I am considering attacks on Two-Key Triple-DES Encryption assuming $2^{32}$ known plaintext/ciphertext pairs (that's a mere 32GiB of ciphertext) by the method devised by Paul C. van Oorschot and Michael J. Wiener: A Known-Plaintext Attack on Two-Key Triple Encryption (in proceedings of Eurocrypt 1990), or another published method not requiring significantly more DES computations.

As a synthetic information for decision makers, I am looking for an independent estimate of how much time this is expected to require, assuming all the RAM ever built by mankind to that day (of April 2012) was put to full use.

Note: I'm purposely not asking when the attack could become feasible using all the RAM ever built by mankind, because estimates on the amount of RAM mankind will build, and when, are less falsifiable.

Update: I am not considering cost; neither of RAM, power, logic including DES engines (as long as the number of DES operations remains within $2^{90}$). I am willing to assume that the amount of RAM used, and its effective speed, are the only factors to account for in determining the expected duration of the attack. This is similar to the hypothesis made by the authors of the linked paper, that their attack is limited by the amount (or cost) of RAM used, with all other factors of secondary importance.

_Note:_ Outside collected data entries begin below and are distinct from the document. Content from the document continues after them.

use std::future::Future;
use std::pin::Pin;
use std::time::Duration;
use async_trait::async_trait;
use futures::{Stream, StreamExt};
use btleplug::api::{Central, CentralEvent, CharPropFlags, Characteristic, Manager as _, Peripheral as _, ScanFilter, ValueNotification, WriteType};
use btleplug::platform::{Adapter, Manager, Peripheral, PeripheralId};
use log::{debug, info, warn};
use tokio::spawn;
use tokio::task::JoinHandle;
use tokio_util::sync::CancellationToken;
use tokio::time::sleep;

use crate::device::constants::{make_radio_command_uuid, make_radio_notify_uuid, make_radio_service_uuid, SCAN_POLL_DELAY};
use crate::device::link::{LinkHandle, Transport};
use crate::device::types::LinkObserver;
use crate::error::LinkError;

/// btleplug backed transport. Cancelling `cancel` aborts a running discovery and tears down every
/// link that was opened through this transport.
pub struct BtleTransport {
    cancel: CancellationToken,
    write_deadline: Duration,
}

impl BtleTransport {
    pub fn new(cancel: CancellationToken, write_deadline: Duration) -> Self {
        BtleTransport { cancel, write_deadline }
    }
}

fn environment_error(err: LinkError) -> LinkError {
    if err.is_environment_error() {
        LinkError::EnvironmentUnsupported
    } else {
        err
    }
}

async fn start_scanning(manager: &Manager) -> Result<Vec<Adapter>, LinkError> {
    let adapters = manager.adapters().await?;
    if adapters.is_empty() {
        return Err(LinkError::EnvironmentUnsupported);
    }

    // the radio does not advertise its service uuid, so we can only filter by name afterwards
    for adapter in &adapters {
        info!("Scanning using adapter {}...", adapter.adapter_info().await.unwrap_or("UNKNOWN".to_string()));
        adapter.start_scan(ScanFilter::default()).await?;
    }

    Ok(adapters)
}

async fn stop_scanning(adapters: &[Adapter]) {
    for adapter in adapters {
        if let Err(err) = adapter.stop_scan().await {
            warn!("Failed to stop scanning: {}", err);
        }
    }
}

async fn find_peripheral(adapters: &[Adapter], name_filter: &str) -> Option<(Adapter, Peripheral)> {
    for adapter in adapters {
        let peripherals = match adapter.peripherals().await {
            Ok(v) => v,
            Err(err) => {
                warn!("Failed to query BLE adapter for peripherals: {}", err);
                continue;
            },
        };

        for peripheral in peripherals {
            match peripheral.properties().await {
                Err(err) => {
                    warn!("Could not query peripheral for properties: {:?}", err);
                },
                Ok(None) => {},
                Ok(Some(properties)) => {
                    if properties.local_name.as_deref() == Some(name_filter) {
                        info!(
                            "Using peripheral {} {:?} {}",
                            properties.address,
                            properties.address_type,
                            name_filter,
                        );
                        return Some((adapter.clone(), peripheral));
                    }
                }
            }
        }
    }

    None
}

async fn discover(adapters: &[Adapter], name_filter: &str, cancel: &CancellationToken) -> Result<(Adapter, Peripheral), LinkError> {
    // no deadline: discovery runs until the radio shows up or the application quits
    loop {
        tokio::select! {
            _ = cancel.cancelled() => return Err(LinkError::UserCancelled),
            found = find_peripheral(adapters, name_filter) => {
                if let Some(found) = found {
                    return Ok(found);
                }
                debug!("No peripheral named {} yet", name_filter);
            },
        }

        tokio::select! {
            _ = cancel.cancelled() => return Err(LinkError::UserCancelled),
            _ = sleep(Duration::from_millis(SCAN_POLL_DELAY)) => {},
        }
    }
}

async fn watch_disconnect(
    adapter: &Adapter,
    peripheral_id: PeripheralId,
    observer: LinkObserver,
    cancel: CancellationToken,
) -> Result<JoinHandle<()>, LinkError> {
    let mut events = adapter.events().await?;

    Ok(spawn(async move {
        loop {
            tokio::select! {
                _ = cancel.cancelled() => break,
                event = events.next() => match event {
                    Some(CentralEvent::DeviceDisconnected(id)) if id == peripheral_id => {
                        info!("Radio disconnected");
                        observer.disconnected();
                        break;
                    },
                    Some(_) => {},
                    None => {
                        warn!("Adapter event stream ended, treating the radio as lost");
                        observer.disconnected();
                        break;
                    },
                },
            }
        }
    }))
}

async fn connect_peripheral(peripheral: &Peripheral) -> Result<(Characteristic, Characteristic), LinkError> {
    let service_uuid = make_radio_service_uuid();
    let command_uuid = make_radio_command_uuid();
    let notify_uuid = make_radio_notify_uuid();

    info!("Connecting to peripheral...");
    peripheral.connect().await?;

    info!("Connected; Discovering services...");
    peripheral.discover_services().await?;

    let service = peripheral.services()
        .into_iter()
        .find(|service| service.uuid == service_uuid)
        .ok_or(LinkError::MissingCharacteristic)?;

    let find = |uuid| service.characteristics
        .iter()
        .find(|characteristic| characteristic.uuid == uuid)
        .cloned()
        .ok_or(LinkError::MissingCharacteristic);

    Ok((find(command_uuid)?, find(notify_uuid)?))
}

#[async_trait]
impl Transport for BtleTransport {
    async fn discover_and_connect(
        &self,
        name_filter: &str,
        observer: LinkObserver,
    ) -> Result<Box<dyn LinkHandle>, LinkError> {
        let manager = Manager::new().await.map_err(|err| {
            warn!("Failed to create BLE manager: {}", err);
            LinkError::EnvironmentUnsupported
        })?;

        let adapters = start_scanning(&manager).await.map_err(environment_error)?;
        let found = discover(&adapters, name_filter, &self.cancel).await;
        stop_scanning(&adapters).await;
        let (adapter, peripheral) = found?;

        let link_cancel = self.cancel.child_token();
        watch_disconnect(&adapter, peripheral.id(), observer, link_cancel.clone())
            .await
            .map_err(environment_error)?;

        match connect_peripheral(&peripheral).await {
            Ok((command_char, notify_char)) => {
                info!("Radio ready");
                Ok(Box::new(BtleLink {
                    peripheral,
                    command_char,
                    notify_char,
                    write_deadline: self.write_deadline,
                    link_cancel,
                    subscription: None,
                }))
            },
            Err(err) => {
                warn!("Connecting to peripheral failed: {:?}", err);
                link_cancel.cancel();
                if let Err(err) = peripheral.disconnect().await {
                    debug!("Disconnect after failed connect: {}", err);
                }
                Err(LinkError::ConnectionFailed { reason: err.to_string() })
            },
        }
    }
}

pub struct BtleLink {
    peripheral: Peripheral,
    command_char: Characteristic,
    notify_char: Characteristic,
    write_deadline: Duration,
    // cancelled when the link is dropped, stops the disconnect watcher and the notification task
    link_cancel: CancellationToken,
    subscription: Option<CancellationToken>,
}

fn read_notifications_task(
    cancel: CancellationToken,
    mut notification_stream: Pin<Box<dyn Stream<Item = ValueNotification> + Send>>,
    observer: LinkObserver,
) -> JoinHandle<()> {
    let notify_uuid = make_radio_notify_uuid();

    spawn(async move {
        'mainloop: loop {
            tokio::select! {
                _ = cancel.cancelled() => {
                    break 'mainloop;
                },
                notification = notification_stream.next() => match notification {
                    Some(data) => {
                        if data.uuid == notify_uuid {
                            observer.frame(data.value);
                        }
                    },
                    None => {
                        debug!("Notification stream ended");
                        break 'mainloop;
                    },
                },
            }
        }
    })
}

async fn write_within<F>(deadline: Duration, write: F) -> Result<(), LinkError>
where
    F: Future<Output = Result<(), btleplug::Error>>,
{
    // a hung write would stall the session loop, which handles one event at a time
    tokio::select! {
        _ = sleep(deadline) => {
            Err(LinkError::WriteFailed { reason: "write took too long".to_string() })
        }
        result = write => {
            result.map_err(|err| LinkError::WriteFailed { reason: err.to_string() })
        }
    }
}

#[async_trait]
impl LinkHandle for BtleLink {
    async fn write(&self, bytes: &[u8]) -> Result<(), LinkError> {
        let write_type = if self.command_char.properties.contains(CharPropFlags::WRITE) {
            WriteType::WithResponse
        } else {
            WriteType::WithoutResponse
        };
        let fut = self.peripheral.write(&self.command_char, bytes, write_type);
        write_within(self.write_deadline, fut).await
    }

    async fn subscribe(&mut self, observer: LinkObserver) -> Result<(), LinkError> {
        if let Some(previous) = self.subscription.take() {
            debug!("Replacing notification subscription");
            previous.cancel();
        }

        info!("Subscribing to characteristic {:?}", self.notify_char.uuid);
        self.peripheral.subscribe(&self.notify_char).await?;
        let notification_stream = self.peripheral.notifications().await?;

        let cancel = self.link_cancel.child_token();
        read_notifications_task(cancel.clone(), notification_stream, observer);
        self.subscription = Some(cancel);
        Ok(())
    }

    async fn disconnect(&self) -> Result<(), LinkError> {
        self.link_cancel.cancel();
        self.peripheral.disconnect().await?;
        Ok(())
    }
}

impl Drop for BtleLink {
    fn drop(&mut self) {
        self.link_cancel.cancel();
    }
}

Update: sadly, nobody dared answer the question and the bounty period is over. Thus here is a first order answer to criticize.

Answer 1

The original article rightfully neglects the cost of DES computations (there are less than $2^{90}$) and everything except memory accesses to its Table 1 and Table 2. I go one step further: considering that Table 1 is initialized only once and then read-only, it could be in ROM, and I neglect all except the accesses to Table 2. The attack requires an expected $2^{88}$ random writes and as many random reads to Table 2, organized as $2^{25}\cdot 24$-bit words.

The cheap PC that I bought today (of May 2012) came with 4 GByte of DDR3 DRAM, as a single 64-bit-wide DIMM with 16 DRAM chips each $2^{28}\cdot 8$-bit, costing about \$1 per chip in volume. Bigger chips exists: my brand new 32-GByte server uses 64 chips each $2^{29}\cdot 8$-bit, and these are becoming increasingly common (though price per bit is still higher than for the mainstream $2^{28}\cdot 8$-bit chips).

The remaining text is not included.